Income inequality has grown substantially since the 1970s. Wealth inequality has reached staggering levels. In 2009, the top five percent of U.S. households owned 63.5 percent of the nation’s private wealth. When income and wealth inequality grow to this extent, disparities in health outcomes expand as well.
Consider the HIV/AIDS epidemic in Chicago. The city's Department of Public Health (CDPH) reports that there are 20,391 people living with HIV/AIDS in the city—three times the national prevalence rate. HIV/AIDS is not simply about individual behaviors. While we rightly focus on unprotected sex and intravenous needle transmission as modes of infection, it is important to recognize that economic inequalities leave some groups more vulnerable than others.

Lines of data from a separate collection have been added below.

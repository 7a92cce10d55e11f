use crate::error::SfdmResult;
use crate::grid::cell::Cell;
use crate::numerical::derivatives::{Scheme, d2x, dx};
use nalgebra::DVector;

/// One physical equation, able to evaluate its residual contribution over an
/// arbitrary stencil. An equation may govern several components at once;
/// the concatenated residuals of all model equations must yield exactly one
/// entry per solved component.
pub trait Equation {
    fn residuals(&self, cell_sub: &[Cell], scheme: Scheme) -> SfdmResult<DVector<f64>>;
}

/// Ordered collection of equations making up the physical model.
pub struct Model {
    equations: Vec<Box<dyn Equation>>,
}

impl Model {
    pub fn new(equations: Vec<Box<dyn Equation>>) -> Model {
        Model { equations }
    }

    pub fn equations(&self) -> &[Box<dyn Equation>] {
        &self.equations
    }
}

/// `du/dt = -c * du/dx + nu * d2u/dx2`, vectorized over all components.
pub struct AdvectionDiffusion {
    pub c: f64,
    pub nu: f64,
}

impl Equation for AdvectionDiffusion {
    fn residuals(&self, cell_sub: &[Cell], scheme: Scheme) -> SfdmResult<DVector<f64>> {
        let advection = dx(|u| u.clone(), cell_sub, scheme)?;
        let diffusion = d2x(|u| u.clone(), cell_sub, scheme)?;
        Ok(-self.c * advection + self.nu * diffusion)
    }
}

#[test]
fn test_advection_diffusion_on_linear_profile() {
    // u = x: advection term is -c, diffusion term vanishes
    let cells: Vec<Cell> = [0.0, 0.5, 1.0]
        .iter()
        .map(|&x| Cell::new(x, DVector::from_vec(vec![x])))
        .collect();
    let eq = AdvectionDiffusion { c: 2.0, nu: 1.0 };
    let r = eq.residuals(&cells, Scheme::Central).unwrap();
    approx::assert_relative_eq!(r[0], -2.0, epsilon = 1e-12);
}
impl Simulation {
    /// Construction validates the ghost band against the scheme's stencil,
    /// applies initial conditions, then boundary conditions.
    pub fn new(
        domain: Domain,
        model: Model,
        scheme: Scheme,
        ics: &[(String, InitialCondition)],
        bcs: Vec<(String, BoundaryCondition)>,
    ) -> SfdmResult<Simulation> {
        // residual stencils span 2*nb + 1 cells, which must be what the
        // scheme expects
        if domain.nb() != stencil_halfwidth(scheme) {
            return Err(SfdmError::ImproperStencil(2 * domain.nb() + 1));
        }
        let mut sim = Simulation {
            domain,
            system: System::new(model, scheme),
            refiner: Refiner::default(),
            bcs,
        };
        for (component, ic) in ics {
            set_initial_condition(&mut sim.domain, component, ic)?;
        }
        sim.apply_bcs()?;
        Ok(sim)
    }

    pub fn domain(&self) -> &Domain {
        &self.domain
    }

    pub fn set_refiner(&mut self, refiner: Refiner) {
        self.refiner = refiner;
    }

    fn apply_bcs(&mut self) -> SfdmResult<()> {
        apply_bcs_all(&mut self.domain, &self.bcs)
    }

    /// One explicit step of size `dt`: reapply BCs, evaluate the residual
    /// block, advance the interior, optionally refine the mesh.
    pub fn evolve(&mut self, dt: f64, refinement: bool) -> SfdmResult<()> {
        self.apply_bcs()?;
        let interior_residual_block = self.system.residuals(&self.domain)?;
        self.domain.update(dt, &interior_residual_block);
        if refinement {
            self.refiner.refine(&mut self.domain);
        }
        Ok(())
    }

    ///////////////////////////////////////////////////////////////////////
    //               LIST (FLAT VECTOR) RELATED METHODS
    ///////////////////////////////////////////////////////////////////////

    /// `(num_points, nv)` shape of a flat vector; errors when the length is
    /// not a multiple of the component count.
    pub fn get_shape_from_list(&self, l: &DVector<f64>) -> SfdmResult<(usize, usize)> {
        let nv = self.domain.num_components();
        if l.len() % nv != 0 {
            return Err(SfdmError::ListShape { len: l.len(), nv });
        }
        Ok((l.len() / nv, nv))
    }

    /// Write a flat vector into the interior cells. Inverse of
    /// [`Domain::listify_interior`] for the same layout.
    pub fn initialize_from_list(
        &mut self,
        l: &DVector<f64>,
        split: bool,
        split_loc: Option<usize>,
    ) -> SfdmResult<()> {
        let (num_points, nv) = self.get_shape_from_list(l)?;
        let ilo = self.domain.ilo();
        if split {
            let loc = split_loc.ok_or(SfdmError::SplitLocationMissing)?;
            for p in 0..num_points {
                let mut values = DVector::zeros(nv);
                for j in 0..loc {
                    values[j] = l[p * loc + j];
                }
                for j in loc..nv {
                    values[j] = l[num_points * loc + p * (nv - loc) + (j - loc)];
                }
                self.domain.cell_mut(ilo + p).set_values(values);
            }
        } else {
            for p in 0..num_points {
                let values = DVector::from_iterator(nv, (0..nv).map(|j| l[p * nv + j]));
                self.domain.cell_mut(ilo + p).set_values(values);
            }
        }
        Ok(())
    }

    /// The residual function handed to the nonlinear solver: unflatten,
    /// reapply BCs, evaluate, reflatten in the same layout as the input.
    pub fn get_residuals_from_list(
        &mut self,
        l: &DVector<f64>,
        split: bool,
        split_loc: Option<usize>,
    ) -> SfdmResult<DVector<f64>> {
        self.initialize_from_list(l, split, split_loc)?;
        self.apply_bcs()?;
        let block = self.system.residuals(&self.domain)?;
        let nv = self.domain.num_components();
        let mut out = Vec::with_capacity(block.len() * nv);
        if split {
            let loc = split_loc.ok_or(SfdmError::SplitLocationMissing)?;
            for r in &block {
                for j in 0..loc {
                    out.push(r[j]);
                }
            }
            for r in &block {
                for j in loc..nv {
                    out.push(r[j]);
                }
            }
        } else {
            for r in &block {
                out.extend(r.iter());
            }
        }
        Ok(DVector::from_vec(out))
    }

    /// Extend per-variable `(lower, upper)` bound lists into per-unknown
    /// pairs honoring the chosen layout.
    pub fn extend_bounds(
        bounds: Option<&(Vec<f64>, Vec<f64>)>,
        num_points: usize,
        nv: usize,
        split: bool,
        split_loc: Option<usize>,
    ) -> SfdmResult<Option<Vec<(f64, f64)>>> {
        let (lower, upper) = match bounds {
            None => return Ok(None),
            Some(b) => (&b.0, &b.1),
        };
        if lower.len() != nv || upper.len() != nv {
            return Err(SfdmError::MalformedBounds(format!(
                "each bound list must have one entry per variable ({})",
                nv
            )));
        }
        let mut out = Vec::with_capacity(num_points * nv);
        if split {
            let loc = split_loc.ok_or(SfdmError::SplitLocationMissing)?;
            for _ in 0..num_points {
                for j in 0..loc {
                    out.push((lower[j], upper[j]));
                }
            }
            for _ in 0..num_points {
                for j in loc..nv {
                    out.push((lower[j], upper[j]));
                }
            }
        } else {
            for _ in 0..num_points {
                for j in 0..nv {
                    out.push((lower[j], upper[j]));
                }
            }
        }
        Ok(Some(out))
    }

    ///////////////////////////////////////////////////////////////////////
    //                        JACOBIAN ASSEMBLY
    ///////////////////////////////////////////////////////////////////////

    /// Finite-difference Jacobian over the flat unknown vector.
    ///
    /// For each interior point the coupling band is `[i-nb, i+nb]` clipped
    /// to the interior, extended with the periodic wrap indices for any
    /// periodic variable. Each band entry is perturbed by `+epsilon`, the
    /// point's stencil residual recomputed and the forward difference
    /// written as a block column: unsplit at
    /// `(row, col) = ((i-ilo)*nv .., (loc-ilo)*nv + j)`, split mode into two
    /// row blocks in the permuted outer-first layout with
    /// `block_offset = num_points * split_loc`.
    pub fn jacobian(
        &mut self,
        l: &DVector<f64>,
        split: bool,
        split_loc: Option<usize>,
        epsilon: f64,
    ) -> SfdmResult<CsMat<f64>> {
        let na = if split {
            Some(split_loc.ok_or(SfdmError::SplitLocationMissing)?)
        } else {
            None
        };
        self.initialize_from_list(l, split, split_loc)?;
        self.apply_bcs()?;

        let (num_points, nv) = self.get_shape_from_list(l)?;
        let n = num_points * nv;
        let periodic_vars = periodic_components(&self.bcs, &self.domain)?;

        let nb = self.domain.nb();
        let ilo = self.domain.ilo();
        let ihi = self.domain.ihi();
        let mut tri = TriMat::new((n, n));

        let Simulation {
            domain,
            system,
            bcs,
            ..
        } = self;

        for i in ilo..=ihi {
            // unperturbed stencil residual, once per point
            let base = system.residuals_at(&domain.cells()[i - nb..=i + nb])?;

            let band_core: Vec<usize> =
                ((i - nb).max(ilo)..=(i + nb).min(ihi)).collect();

            for j in 0..nv {
                let mut band = band_core.clone();
                if periodic_vars.contains(&j) {
                    extend_band(&mut band, i, domain);
                }

                for &loc in &band {
                    // only cells near a boundary can change a ghost value
                    let refresh = loc <= ilo + nb || loc + nb >= ihi;
                    let perturbed = with_perturbed(
                        domain,
                        bcs,
                        loc,
                        j,
                        epsilon,
                        refresh,
                        |d| system.residuals_at(&d.cells()[i - nb..=i + nb]),
                    )?;
                    let col = (perturbed - &base) / epsilon;

                    match na {
                        None => {
                            let row0 = (i - ilo) * nv;
                            let cidx = (loc - ilo) * nv + j;
                            for k in 0..nv {
                                if col[k] != 0.0 {
                                    tri.add_triplet(row0 + k, cidx, col[k]);
                                }
                            }
                        }
                        Some(na) => {
                            let nc = nv - na;
                            let block_offset = num_points * na;
                            let cidx = if j < na {
                                (loc - ilo) * na + j
                            } else {
                                block_offset + (loc - ilo) * nc + (j - na)
                            };
                            // outer rows
                            let row_a = (i - ilo) * na;
                            for k in 0..na {
                                if col[k] != 0.0 {
                                    tri.add_triplet(row_a + k, cidx, col[k]);
                                }
                            }
                            // inner rows, permuted below the outer block
                            let row_c = block_offset + (i - ilo) * nc;
                            for k in 0..nc {
                                if col[na + k] != 0.0 {
                                    tri.add_triplet(row_c + k, cidx, col[na + k]);
                                }
                            }
                        }
                    }
                }
            }
        }

        Ok(tri.to_csr())
    }

    ///////////////////////////////////////////////////////////////////////
    //                         STEADY STATE
    ///////////////////////////////////////////////////////////////////////

    /// Drive the grid to `F(u) = 0`. Delegates to [`newton`] (unsplit) or
    /// [`split_newton`] (split) and writes the converged vector back into
    /// the grid. Returns the solver's iteration count.
    #[allow(clippy::too_many_arguments)]
    pub fn steady_state(
        &mut self,
        split: bool,
        split_loc: Option<usize>,
        sparse: bool,
        dt0: f64,
        dtmax: f64,
        armijo: bool,
        bounds: Option<(Vec<f64>, Vec<f64>)>,
    ) -> SfdmResult<usize> {
        let x0 = self.domain.listify_interior(split, split_loc)?;
        let (num_points, nv) = self.get_shape_from_list(&x0)?;
        let ext_bounds = Self::extend_bounds(bounds.as_ref(), num_points, nv, split, split_loc)?;

        let params = NewtonParams {
            sparse,
            dt0,
            dtmax,
            armijo,
            bounds: ext_bounds,
            ..Default::default()
        };

        let mut problem = SteadyStateProblem {
            sim: self,
            split,
            split_loc,
            epsilon: DEFAULT_EPSILON,
        };
        let (xf, _, iter) = if split {
            let sl = split_loc.ok_or(SfdmError::SplitLocationMissing)?;
            let loc = num_points * sl;
            split_newton(&mut problem, x0, loc, &params)?
        } else {
            newton(&mut problem, x0, &params)?
        };

        self.initialize_from_list(&xf, split, split_loc)?;
        self.apply_bcs()?;
        info!("steady state reached in {} iterations", iter);
        Ok(iter)
    }
}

For example, in July 2010, the Centers for Disease Control and Prevention reported that although gay and bisexual men continue to represent the majority of new infections, poverty is “the single most important demographic factor associated with HIV infection among inner-city heterosexuals.” Hallmarks of poverty such as limited health care access, the targeted marketing of legal and illegal drugs in poor neighborhoods, and high incarceration rates lead to reduced utilization of HIV testing and prevention services, increased sexual risk behavior, and disruptions in the stability of relationships, respectively. Chicago grapples with all of these issues, which mark a deadly convergence of class and health that disproportionately exposes the least advantaged to the disease.
The CDPH reports that HIV/AIDS reduction efforts have led to a 40 percent decrease in the number of infections since 2000. Through education, testing, and other prevention efforts, AIDS service providers in Chicago have worked to improve services and reduce stigma. My research suggests that these organizations are also playing a significant role in helping people cope with HIV and reducing new infections.

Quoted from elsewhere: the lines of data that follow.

use nalgebra::DVector;

#[derive(Debug, Clone, PartialEq)]
pub struct Cell {
    x: f64,
    values: DVector<f64>,
}

impl Cell {
    pub fn new(x: f64, values: DVector<f64>) -> Cell {
        Cell { x, values }
    }

    pub fn x(&self) -> f64 {
        self.x
    }

    pub fn set_x(&mut self, x: f64) {
        self.x = x;
    }

    pub fn value(&self, idx: usize) -> f64 {
        self.values[idx]
    }

    pub fn set_value(&mut self, idx: usize, value: f64) {
        self.values[idx] = value;
    }

    pub fn values(&self) -> &DVector<f64> {
        &self.values
    }

    pub fn set_values(&mut self, values: DVector<f64>) {
        self.values = values;
    }

    pub fn num_values(&self) -> usize {
        self.values.len()
    }
}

Many of those living with HIV/AIDS work on the front lines of prevention and treatment. I met Jackie, a petite African American woman in her early 40s, in 2005 while doing research on HIV positive women in Chicago. I became interested in the topic through my previous research on low-income women and clearly saw the links between economic inequality and the individual and environmental issues that increased women’s risk for HIV infection. They were living in neighborhoods that were fast becoming epicenters for high HIV rates, and the resources simply weren’t there to address the issue systematically.

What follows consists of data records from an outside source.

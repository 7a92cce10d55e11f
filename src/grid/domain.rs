use crate::error::{SfdmError, SfdmResult};
use crate::grid::cell::Cell;
use nalgebra::DVector;

/// 1D cell-centered grid with `nb` ghost cells on each side.
///
/// Cell layout: `[left ghosts | interior | right ghosts]`, interior indices
/// running `[ilo, ihi]` inclusive. Interior cells sit at
/// `xmin + (k + 0.5) * dx`; ghost positions and values are recomputed by
/// boundary condition application and never persisted across unrelated
/// states.
#[derive(Debug, Clone)]
pub struct Domain {
    cells: Vec<Cell>,
    components: Vec<String>,
    nb: usize,
    xmin: f64,
    xmax: f64,
}

impl Domain {
    pub fn new(
        components: Vec<String>,
        nx: usize,
        nb: usize,
        xmin: f64,
        xmax: f64,
    ) -> SfdmResult<Domain> {
        if nx == 0 || nb == 0 {
            return Err(SfdmError::MalformedGrid(
                "domain needs at least one interior cell and one ghost cell per side".to_string(),
            ));
        }
        let nv = components.len();
        let dx = (xmax - xmin) / nx as f64;
        let mut cells = Vec::with_capacity(nx + 2 * nb);
        // ghost positions here are placeholders, apply_bc owns them
        for _ in 0..nb {
            cells.push(Cell::new(xmin, DVector::zeros(nv)));
        }
        for k in 0..nx {
            let x = xmin + (k as f64 + 0.5) * dx;
            cells.push(Cell::new(x, DVector::zeros(nv)));
        }
        for _ in 0..nb {
            cells.push(Cell::new(xmax, DVector::zeros(nv)));
        }
        Ok(Domain {
            cells,
            components,
            nb,
            xmin,
            xmax,
        })
    }

    pub fn cells(&self) -> &[Cell] {
        &self.cells
    }

    pub fn cell_mut(&mut self, i: usize) -> &mut Cell {
        &mut self.cells[i]
    }

    pub fn interior(&self) -> &[Cell] {
        &self.cells[self.ilo()..=self.ihi()]
    }

    pub fn nb(&self) -> usize {
        self.nb
    }

    pub fn ilo(&self) -> usize {
        self.nb
    }

    pub fn ihi(&self) -> usize {
        self.cells.len() - self.nb - 1
    }

    /// number of interior points
    pub fn num_points(&self) -> usize {
        self.cells.len() - 2 * self.nb
    }

    pub fn num_components(&self) -> usize {
        self.components.len()
    }

    pub fn component_names(&self) -> &[String] {
        &self.components
    }

    pub fn component_index(&self, name: &str) -> SfdmResult<usize> {
        self.components
            .iter()
            .position(|c| c == name)
            .ok_or_else(|| SfdmError::UnknownComponent(name.to_string()))
    }

    pub fn xmin(&self) -> f64 {
        self.xmin
    }

    pub fn xmax(&self) -> f64 {
        self.xmax
    }

    /// Flatten interior values into a vector.
    ///
    /// Unsplit layout: point-major blocks of `nv` values. Split layout:
    /// outer components (`[0, split_loc)`) of every point first, then inner
    /// components (`[split_loc, nv)`) of every point - same convention the
    /// split Newton solver expects.
    pub fn listify_interior(
        &self,
        split: bool,
        split_loc: Option<usize>,
    ) -> SfdmResult<DVector<f64>> {
        let nv = self.num_components();
        let interior = self.interior();
        let mut out = Vec::with_capacity(interior.len() * nv);
        if split {
            let loc = split_loc.ok_or(SfdmError::SplitLocationMissing)?;
            for cell in interior {
                for j in 0..loc {
                    out.push(cell.value(j));
                }
            }
            for cell in interior {
                for j in loc..nv {
                    out.push(cell.value(j));
                }
            }
        } else {
            for cell in interior {
                for j in 0..nv {
                    out.push(cell.value(j));
                }
            }
        }
        Ok(DVector::from_vec(out))
    }

    /// Explicit Euler update of interior values given a per-point residual
    /// block.
    pub fn update(&mut self, dt: f64, interior_residual_block: &[DVector<f64>]) {
        let ilo = self.ilo();
        for (k, res) in interior_residual_block.iter().enumerate() {
            let cell = &mut self.cells[ilo + k];
            let new_values = cell.values() + dt * res;
            cell.set_values(new_values);
        }
    }

    /// Replace the interior with a new set of cells (mesh refinement).
    /// Ghost bands are rebuilt empty; callers must reapply boundary
    /// conditions before the next residual evaluation.
    pub fn set_interior(&mut self, interior: Vec<Cell>) {
        let nv = self.num_components();
        let mut cells = Vec::with_capacity(interior.len() + 2 * self.nb);
        for _ in 0..self.nb {
            cells.push(Cell::new(self.xmin, DVector::zeros(nv)));
        }
        cells.extend(interior);
        for _ in 0..self.nb {
            cells.push(Cell::new(self.xmax, DVector::zeros(nv)));
        }
        self.cells = cells;
    }
}

///////////////////////////////////////////////////////////////////////////
//                                 TESTS
///////////////////////////////////////////////////////////////////////////

#[test]
fn test_domain_layout() {
    let d = Domain::new(vec!["u".to_string()], 5, 2, 0.0, 1.0).unwrap();
    assert_eq!(d.cells().len(), 9);
    assert_eq!(d.ilo(), 2);
    assert_eq!(d.ihi(), 6);
    assert_eq!(d.num_points(), 5);
    let x_first = d.cells()[d.ilo()].x();
    let x_last = d.cells()[d.ihi()].x();
    assert!((x_first - 0.1).abs() < 1e-12);
    assert!((x_last - 0.9).abs() < 1e-12);
}

#[test]
fn test_degenerate_domain_rejected() {
    assert!(matches!(
        Domain::new(vec!["u".to_string()], 0, 1, 0.0, 1.0),
        Err(SfdmError::MalformedGrid(_))
    ));
    assert!(matches!(
        Domain::new(vec!["u".to_string()], 4, 0, 0.0, 1.0),
        Err(SfdmError::MalformedGrid(_))
    ));
}

#[test]
fn test_component_index() {
    let d = Domain::new(vec!["u".to_string(), "v".to_string()], 4, 1, 0.0, 1.0).unwrap();
    assert_eq!(d.component_index("v").unwrap(), 1);
    assert_eq!(
        d.component_index("w"),
        Err(SfdmError::UnknownComponent("w".to_string()))
    );
}

#[test]
fn test_listify_split_layout() {
    let mut d = Domain::new(vec!["u".to_string(), "v".to_string()], 3, 1, 0.0, 1.0).unwrap();
    let ilo = d.ilo();
    for k in 0..3 {
        d.cell_mut(ilo + k)
            .set_values(DVector::from_vec(vec![k as f64, 10.0 + k as f64]));
    }
    let plain = d.listify_interior(false, None).unwrap();
    assert_eq!(
        plain.as_slice(),
        &[0.0, 10.0, 1.0, 11.0, 2.0, 12.0]
    );
    let split = d.listify_interior(true, Some(1)).unwrap();
    assert_eq!(
        split.as_slice(),
        &[0.0, 1.0, 2.0, 10.0, 11.0, 12.0]
    );
    assert_eq!(
        d.listify_interior(true, None),
        Err(SfdmError::SplitLocationMissing)
    );
}

#[test]
fn test_update_explicit_euler() {
    let mut d = Domain::new(vec!["u".to_string()], 2, 1, 0.0, 1.0).unwrap();
    let ilo = d.ilo();
    d.cell_mut(ilo).set_value(0, 1.0);
    d.cell_mut(ilo + 1).set_value(0, 2.0);
    let block = vec![
        DVector::from_vec(vec![-1.0]),
        DVector::from_vec(vec![0.5]),
    ];
    d.update(0.1, &block);
    assert!((d.cells()[ilo].value(0) - 0.9).abs() < 1e-14);
    assert!((d.cells()[ilo + 1].value(0) - 2.05).abs() < 1e-14);
}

Jackie asserts, “HIV will not take me out. I just do not believe that.” The daughter of a barber turned minister and a civil servant, she grew up in a lower middle class neighborhood. Diagnosed with HIV a month after the birth of her first child in 1991, Jackie describes entering a dark period of drug and alcohol abuse sparked by being given “a death sentence.” With seven years of sobriety, Jackie now has established herself as an informal mentor to several women in her Chicago community who have recently been diagnosed with HIV or who struggle with addiction. She facilitates support groups at least twice a month, frequently offering both practical advice and spiritual guidance on how to live as an HIV-positive woman. In many ways, she has reconstructed her life, focusing on her work in the city’s HIV/AIDS community, raising her 13-year-old daughter and 11-year-old son, and working as a security guard as she prepares to take classes at a local seminary.
Jackie’s story highlights the progress that has been made in helping Chicagoans cope with HIV. But we still have a ways to go. It is estimated that 20 percent of people living with HIV/AIDS don’t know their status because they haven’t been tested. And even with life-saving drugs and social services that enable people with HIV/AIDS to lead productive lives, patients’ access to resources remains vulnerable in these economic times. In our current political climate, services for those in need are often the first on the chopping block—rather than the last.
The Occupy movement challenges us to think about how all of our institutions—political, economic, and social—create an America where a majority of resources are hoarded by a privileged few. I hope Chicagoans will expand how we think about inequality to include the city's residents living with HIV/AIDS, who are more susceptible to being in the 99 percent.